Work instructions:
Line by line, transcribe the material shown below exactly.

============================================================

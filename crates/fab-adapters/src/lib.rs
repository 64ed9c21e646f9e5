//! fab-adapters: steps concretos sobre herramientas EDA externas.
//!
//! Cada step es una invocación delgada: construye un script de control dentro
//! de su sandbox, lanza la herramienta vía el bridge del core y publica los
//! artefactos declarados en el estado. El trabajo pesado (síntesis, placement,
//! ruteo, verificación) vive en las herramientas; aquí sólo se puentean sus
//! interfaces de proceso y formato de archivo.

pub mod invocation;
pub mod metrics;
pub mod steps;

pub use invocation::{checksum_artifact, expect_artifact, tool_command};
pub use steps::{classic_flow, DrcStep, FloorplanStep, PlacementStep, RoutingStep, StreamOutStep,
                SynthesisStep};
//! Steps concretos del flujo clásico RTL → GDSII.

pub mod drc;
pub mod floorplan;
pub mod placement;
pub mod routing;
pub mod stream_out;
pub mod synthesis;

pub use drc::DrcStep;
pub use floorplan::FloorplanStep;
pub use placement::PlacementStep;
pub use routing::RoutingStep;
pub use stream_out::StreamOutStep;
pub use synthesis::SynthesisStep;

use fab_core::Step;

/// El flujo clásico completo, en orden.
pub fn classic_flow() -> Vec<Box<dyn Step>> {
    vec![Box::new(SynthesisStep),
         Box::new(FloorplanStep),
         Box::new(PlacementStep),
         Box::new(RoutingStep),
         Box::new(StreamOutStep),
         Box::new(DrcStep)]
}

#[cfg(test)]
mod tests {
    use super::*;
    use fab_core::{Flow, InMemoryEventStore, InMemoryRunStore};

    #[test]
    fn classic_flow_aggregates_a_consistent_schema() {
        let steps = classic_flow();
        let schema = Flow::<InMemoryEventStore, InMemoryRunStore>::aggregate_schema(&steps).unwrap();
        // variables compartidas (OPENROAD_BIN, MAGIC_BIN) no duplican entradas
        assert!(schema.get("OPENROAD_BIN").is_some());
        assert!(schema.get("MAGIC_BIN").is_some());
        assert!(schema.get("DESIGN_NAME").is_some());
        assert!(schema.get("CLOCK_PERIOD").is_some());
    }

    #[test]
    fn step_identities_are_unique() {
        let steps = classic_flow();
        let mut ids: Vec<&str> = steps.iter().map(|s| s.id()).collect();
        let before = ids.len();
        ids.sort();
        ids.dedup();
        assert_eq!(ids.len(), before);
    }
}
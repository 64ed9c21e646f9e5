//! Placement global con OpenROAD.
//!
//! La semilla del placer se fija por configuración: misma configuración y
//! mismo estado de entrada deben reproducir el mismo placement.

use serde_json::json;

use fab_core::{write_script, DesignState, Step, StepContext, StepError, StepOutcome, Variable, VariableType};
use fab_domain::DesignFormat;

use crate::invocation::{checksum_artifact, expect_artifact, openroad_bin_variable, tool_command};

#[derive(Debug, Clone, Copy)]
pub struct PlacementStep;

impl Step for PlacementStep {
    fn id(&self) -> &str {
        "global_placement"
    }

    fn inputs(&self) -> &[DesignFormat] {
        &[DesignFormat::Odb]
    }

    fn outputs(&self) -> &[DesignFormat] {
        &[DesignFormat::Def, DesignFormat::Odb]
    }

    fn variables(&self) -> Vec<Variable> {
        vec![Variable::new("PL_TARGET_DENSITY", VariableType::Number)
                 .with_default(0.55)
                 .describe("Target placement density, 0..1"),
             Variable::new("PL_SEED", VariableType::Number).with_default(42.0)
                                                           .describe("Placer PRNG seed, pinned for determinism"),
             openroad_bin_variable()]
    }

    fn run(&self, ctx: &StepContext, input: &DesignState) -> Result<StepOutcome, StepError> {
        let cfg = ctx.config();
        let design = cfg.str("DESIGN_NAME").unwrap_or("design").to_string();
        let odb_in = input.path_of(DesignFormat::Odb)
                          .ok_or(StepError::MissingInput { step: self.id().to_string(),
                                                           format: DesignFormat::Odb })?;
        let density = cfg.number("PL_TARGET_DENSITY").unwrap_or(0.55);
        let seed = cfg.get("PL_SEED").and_then(fab_domain::Value::as_usize).unwrap_or(42);

        let def = ctx.step_dir().join(format!("{design}.def"));
        let odb = ctx.step_dir().join(format!("{design}.odb"));
        let script = format!("read_db {}\n\
                              global_placement -density {density} -random_seed {seed}\n\
                              write_def {}\nwrite_db {}\n",
                             odb_in.display(),
                             def.display(),
                             odb.display());
        let script_path = write_script(ctx.step_dir(), "placement.tcl", &script)
            .map_err(|e| StepError::from_exec(self.id(), e))?;

        let bin = cfg.str("OPENROAD_BIN").unwrap_or("openroad");
        tool_command(ctx, bin).arg("-exit")
                              .arg(script_path.display().to_string())
                              .log_stem("openroad-placement")
                              .run()
                              .map_err(|e| StepError::from_exec(self.id(), e))?;

        expect_artifact(self.id(), &def)?;
        expect_artifact(self.id(), &odb)?;
        let digest = checksum_artifact(self.id(), &def)?;

        Ok(StepOutcome::new().with_view(DesignFormat::Def, def)
                             .with_view(DesignFormat::Odb, odb)
                             .with_metric("place__target_density", json!(density))
                             .with_metric("place__def_sha256", json!(digest)))
    }
}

============================================================

Solution:
filename crates/fab-adapters/src/lib.rs
repository 64ed9c21e646f9e5
//! fab-adapters: steps concretos sobre herramientas EDA externas.
//!
//! Cada step es una invocación delgada: construye un script de control dentro
//! de su sandbox, lanza la herramienta vía el bridge del core y publica los
//! artefactos declarados en el estado. El trabajo pesado (síntesis, placement,
//! ruteo, verificación) vive en las herramientas; aquí sólo se puentean sus
//! interfaces de proceso y formato de archivo.

pub mod invocation;
pub mod metrics;
pub mod steps;

pub use invocation::{checksum_artifact, expect_artifact, tool_command};
pub use steps::{classic_flow, DrcStep, FloorplanStep, PlacementStep, RoutingStep, StreamOutStep,
                SynthesisStep};
//! Steps concretos del flujo clásico RTL → GDSII.

pub mod drc;
pub mod floorplan;
pub mod placement;
pub mod routing;
pub mod stream_out;
pub mod synthesis;

pub use drc::DrcStep;
pub use floorplan::FloorplanStep;
pub use placement::PlacementStep;
pub use routing::RoutingStep;
pub use stream_out::StreamOutStep;
pub use synthesis::SynthesisStep;

use fab_core::Step;

/// El flujo clásico completo, en orden.
pub fn classic_flow() -> Vec<Box<dyn Step>> {
    vec![Box::new(SynthesisStep),
         Box::new(FloorplanStep),
         Box::new(PlacementStep),
         Box::new(RoutingStep),
         Box::new(StreamOutStep),
         Box::new(DrcStep)]
}

#[cfg(test)]
mod tests {
    use super::*;
    use fab_core::{Flow, InMemoryEventStore, InMemoryRunStore};

    #[test]
    fn classic_flow_aggregates_a_consistent_schema() {
        let steps = classic_flow();
        let schema = Flow::<InMemoryEventStore, InMemoryRunStore>::aggregate_schema(&steps).unwrap();
        // variables compartidas (OPENROAD_BIN, MAGIC_BIN) no duplican entradas
        assert!(schema.get("OPENROAD_BIN").is_some());
        assert!(schema.get("MAGIC_BIN").is_some());
        assert!(schema.get("DESIGN_NAME").is_some());
        assert!(schema.get("CLOCK_PERIOD").is_some());
    }

    #[test]
    fn step_identities_are_unique() {
        let steps = classic_flow();
        let mut ids: Vec<&str> = steps.iter().map(|s| s.id()).collect();
        let before = ids.len();
        ids.sort();
        ids.dedup();
        assert_eq!(ids.len(), before);
    }
}
repository 64ed9c21e646f9e5
//! Placement global con OpenROAD.
//!
//! La semilla del placer se fija por configuración: misma configuración y
//! mismo estado de entrada deben reproducir el mismo placement.

use serde_json::json;

use fab_core::{write_script, DesignState, Step, StepContext, StepError, StepOutcome, Variable, VariableType};
use fab_domain::DesignFormat;

use crate::invocation::{checksum_artifact, expect_artifact, openroad_bin_variable, tool_command};

#[derive(Debug, Clone, Copy)]
pub struct PlacementStep;

impl Step for PlacementStep {
    fn id(&self) -> &str {
        "global_placement"
    }

    fn inputs(&self) -> &[DesignFormat] {
        &[DesignFormat::Odb]
    }

    fn outputs(&self) -> &[DesignFormat] {
        &[DesignFormat::Def, DesignFormat::Odb]
    }

    fn variables(&self) -> Vec<Variable> {
        vec![Variable::new("PL_TARGET_DENSITY", VariableType::Number)
                 .with_default(0.55)
                 .describe("Target placement density, 0..1"),
             Variable::new("PL_SEED", VariableType::Number).with_default(42.0)
                                                           .describe("Placer PRNG seed, pinned for determinism"),
             openroad_bin_variable()]
    }

    fn run(&self, ctx: &StepContext, input: &DesignState) -> Result<StepOutcome, StepError> {
        let cfg = ctx.config();
        let design = cfg.str("DESIGN_NAME").unwrap_or("design").to_string();
        let odb_in = input.path_of(DesignFormat::Odb)
                          .ok_or(StepError::MissingInput { step: self.id().to_string(),
                                                           format: DesignFormat::Odb })?;
        let density = cfg.number("PL_TARGET_DENSITY").unwrap_or(0.55);
        let seed = cfg.get("PL_SEED").and_then(fab_domain::Value::as_usize).unwrap_or(42);

        let def = ctx.step_dir().join(format!("{design}.def"));
        let odb = ctx.step_dir().join(format!("{design}.odb"));
        let script = format!("read_db {}\n\
                              global_placement -density {density} -random_seed {seed}\n\
                              write_def {}\nwrite_db {}\n",
                             odb_in.display(),
                             def.display(),
                             odb.display());
        let script_path = write_script(ctx.step_dir(), "placement.tcl", &script)
            .map_err(|e| StepError::from_exec(self.id(), e))?;

        let bin = cfg.str("OPENROAD_BIN").unwrap_or("openroad");
        tool_command(ctx, bin).arg("-exit")
                              .arg(script_path.display().to_string())
                              .log_stem("openroad-placement")
                              .run()
                              .map_err(|e| StepError::from_exec(self.id(), e))?;

        expect_artifact(self.id(), &def)?;
        expect_artifact(self.id(), &odb)?;
        let digest = checksum_artifact(self.id(), &def)?;

        Ok(StepOutcome::new().with_view(DesignFormat::Def, def)
                             .with_view(DesignFormat::Odb, odb)
                             .with_metric("place__target_density", json!(density))
                             .with_metric("place__def_sha256", json!(digest)))
    }
}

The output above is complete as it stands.